- **To do**: Pull every line with "steps" from the data.
>>>
//! LICENSE download from choosealicense.com

use super::fetcher::{Fetched, TextFetcher};
use crate::error::{IoResultExt, Result};
use std::path::PathBuf;
use tokio::fs;
use url::Url;

#[derive(Debug, Clone, PartialEq, Eq)]
pub enum LicenseStatus {
    Written(PathBuf),
    /// Existing file, if any, is left untouched
    Unavailable { status: u16 },
}

pub struct LicenseFetcher {
    fetcher: TextFetcher,
    base_url: Url,
    output: PathBuf,
}

impl LicenseFetcher {
    pub fn new(fetcher: TextFetcher, base_url: Url, output: impl Into<PathBuf>) -> Self {
        Self {
            fetcher,
            base_url,
            output: output.into(),
        }
    }

    /// Remote file name for a license key, e.g. `MIT` -> `mit.txt`
    pub fn file_name(license: &str) -> String {
        format!("{}.txt", license.trim().to_lowercase())
    }

    /// Fetch the license text and write it verbatim
    ///
    /// The output is only opened once a 200 response is in hand.
    pub async fn create_license(&self, license: &str) -> Result<LicenseStatus> {
        match self
            .fetcher
            .fetch(&self.base_url, &Self::file_name(license))
            .await?
        {
            Fetched::Body(text) => {
                fs::write(&self.output, text)
                    .await
                    .with_path("write", &self.output)?;
                Ok(LicenseStatus::Written(self.output.clone()))
            }
            Fetched::Status(status) => Ok(LicenseStatus::Unavailable { status }),
        }
    }
}

#[cfg(test)]
mod tests {
    use super::*;
    use std::time::Duration;

    fn license_fetcher(server_url: &str, output: PathBuf) -> LicenseFetcher {
        LicenseFetcher::new(
            TextFetcher::new("pyrepo-test", Duration::from_secs(5)).unwrap(),
            Url::parse(server_url).unwrap(),
            output,
        )
    }

    #[test]
    fn test_file_name_is_lowercased() {
        assert_eq!(LicenseFetcher::file_name("MIT"), "mit.txt");
        assert_eq!(LicenseFetcher::file_name("Apache-2.0"), "apache-2.0.txt");
    }

    #[tokio::test]
    async fn test_writes_license_text_verbatim() {
        let mut server = mockito::Server::new_async().await;
        let body = "---\ntitle: MIT License\n---\n\nMIT License\n\nCopyright (c) [year]\n";
        let mock = server
            .mock("GET", "/mit.txt")
            .with_status(200)
            .with_body(body)
            .create_async()
            .await;
        let dir = tempfile::tempdir().unwrap();
        let output = dir.path().join("LICENSE");
        let fetcher = license_fetcher(&server.url(), output.clone());

        let status = fetcher.create_license("MIT").await.unwrap();
        assert_eq!(status, LicenseStatus::Written(output.clone()));
        assert_eq!(std::fs::read_to_string(output).unwrap(), body);
        mock.assert_async().await;
    }

    #[tokio::test]
    async fn test_404_creates_no_file() {
        let mut server = mockito::Server::new_async().await;
        server
            .mock("GET", "/unknown.txt")
            .with_status(404)
            .create_async()
            .await;
        let dir = tempfile::tempdir().unwrap();
        let output = dir.path().join("LICENSE");
        let fetcher = license_fetcher(&server.url(), output.clone());

        let status = fetcher.create_license("Unknown").await.unwrap();
        assert_eq!(status, LicenseStatus::Unavailable { status: 404 });
        assert!(!output.exists());
    }

    #[tokio::test]
    async fn test_failed_refetch_keeps_previous_license() {
        let mut server = mockito::Server::new_async().await;
        server
            .mock("GET", "/mit.txt")
            .with_status(503)
            .create_async()
            .await;
        let dir = tempfile::tempdir().unwrap();
        let output = dir.path().join("LICENSE");
        std::fs::write(&output, "previous license").unwrap();
        let fetcher = license_fetcher(&server.url(), output.clone());

        let status = fetcher.create_license("MIT").await.unwrap();
        assert_eq!(status, LicenseStatus::Unavailable { status: 503 });
        assert_eq!(std::fs::read_to_string(output).unwrap(), "previous license");
    }

    #[tokio::test]
    async fn test_no_content_response_keeps_previous_license() {
        let mut server = mockito::Server::new_async().await;
        server
            .mock("GET", "/mit.txt")
            .with_status(204)
            .create_async()
            .await;
        let dir = tempfile::tempdir().unwrap();
        let output = dir.path().join("LICENSE");
        std::fs::write(&output, "previous license").unwrap();
        let fetcher = license_fetcher(&server.url(), output.clone());

        let status = fetcher.create_license("MIT").await.unwrap();
        assert_eq!(status, LicenseStatus::Unavailable { status: 204 });
        assert_eq!(std::fs::read_to_string(output).unwrap(), "previous license");
    }
}
//! Remote text fetching for ignore-rule and license templates
//!
//! Any status other than 200 is returned as a value so callers can report
//! it and move on; only transport failures become errors.

use crate::error::{Result, ScaffoldError};
use std::time::Duration;
use url::Url;

/// Body or status of a GET request
#[derive(Debug, Clone, PartialEq, Eq)]
pub enum Fetched {
    Body(String),
    Status(u16),
}

/// Thin HTTP client shared by the template components
#[derive(Debug, Clone)]
pub struct TextFetcher {
    client: reqwest::Client,
}

impl TextFetcher {
    /// Create a new fetcher; `timeout` applies to every request it makes
    pub fn new(user_agent: &str, timeout: Duration) -> Result<Self> {
        let client = reqwest::Client::builder()
            .user_agent(user_agent)
            .timeout(timeout)
            .build()
            .map_err(ScaffoldError::HttpClient)?;
        Ok(Self { client })
    }

    /// Build a URL by appending `/`-separated segments, preserving query parameters
    pub fn build_url(base: &Url, path: &str) -> Result<Url> {
        let mut url = base.clone();
        url.path_segments_mut()
            .map_err(|_| ScaffoldError::InvalidUrl {
                url: base.to_string(),
                reason: "URL cannot have path segments".to_string(),
            })?
            .pop_if_empty()
            .extend(path.split('/').filter(|s| !s.is_empty()));
        Ok(url)
    }

    /// GET `{base}/{path}`
    pub async fn fetch(&self, base: &Url, path: &str) -> Result<Fetched> {
        let url = Self::build_url(base, path)?;
        let request_error = |source| ScaffoldError::Request {
            url: url.to_string(),
            source,
        };

        let response = self
            .client
            .get(url.clone())
            .send()
            .await
            .map_err(request_error)?;

        let status = response.status();
        if status != reqwest::StatusCode::OK {
            return Ok(Fetched::Status(status.as_u16()));
        }

        let body = response.text().await.map_err(request_error)?;
        Ok(Fetched::Body(body))
    }
}
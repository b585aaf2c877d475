//! pyrepo core - scaffolding for Python repositories
//!
//! One INI file (`config/conf.ini`) drives a fixed sequence of steps that
//! write `requirements.txt`, create a virtual environment, generate a lint
//! configuration, run git setup, build `.gitignore`, run helper scripts,
//! write `pyproject.toml`, fetch a `LICENSE` and render `README.md`.
//!
//! # Architecture
//!
//! - **Components** - one narrowly scoped helper per artifact
//!   ([`templates`], [`generate`], [`runtime`]), each built from explicit
//!   [`ScaffoldOptions`] and [`ProjectConfig`] values
//! - **Orchestration** - [`Scaffolder`] runs the steps in order and reports
//!   through the [`Reporter`] trait
//! - **CLI/TUI Interface** - optional cliclack output (feature-gated)
//!
//! # Feature Flags
//!
//! - `tui` (default): Enables the cliclack-based front-end
//!
//! # Example Usage (without TUI)
//!
//! ```ignore
//! use pyrepo_core::{scaffold_and_report, ConsoleReporter, ScaffoldOptions};
//!
//! let options = ScaffoldOptions::from_env(std::env::current_dir()?)?;
//! let completed = scaffold_and_report(&options, &mut ConsoleReporter).await;
//! ```

pub mod config;
pub mod error;
pub mod generate;
pub mod options;
pub mod report;
pub mod runtime;
pub mod scaffold;
pub mod templates;

#[cfg(feature = "tui")]
pub mod tui;

// Re-export main types for convenience
pub use config::{Dependency, Metadata, ProjectConfig, Settings};
pub use error::{ErrorKind, Result, ScaffoldError};
pub use options::{ProjectLayout, ScaffoldOptions};
pub use report::{ConsoleReporter, RecordingReporter, Reporter};
pub use runtime::{GitSetup, Platform};
pub use scaffold::{scaffold, scaffold_and_report, Scaffolder, Step, Summary};

#[cfg(feature = "tui")]
pub use tui::run;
<<<
- **Solution to this task**:
//! One INI file (`config/conf.ini`) drives a fixed sequence of steps that
//! - **Orchestration** - [`Scaffolder`] runs the steps in order and reports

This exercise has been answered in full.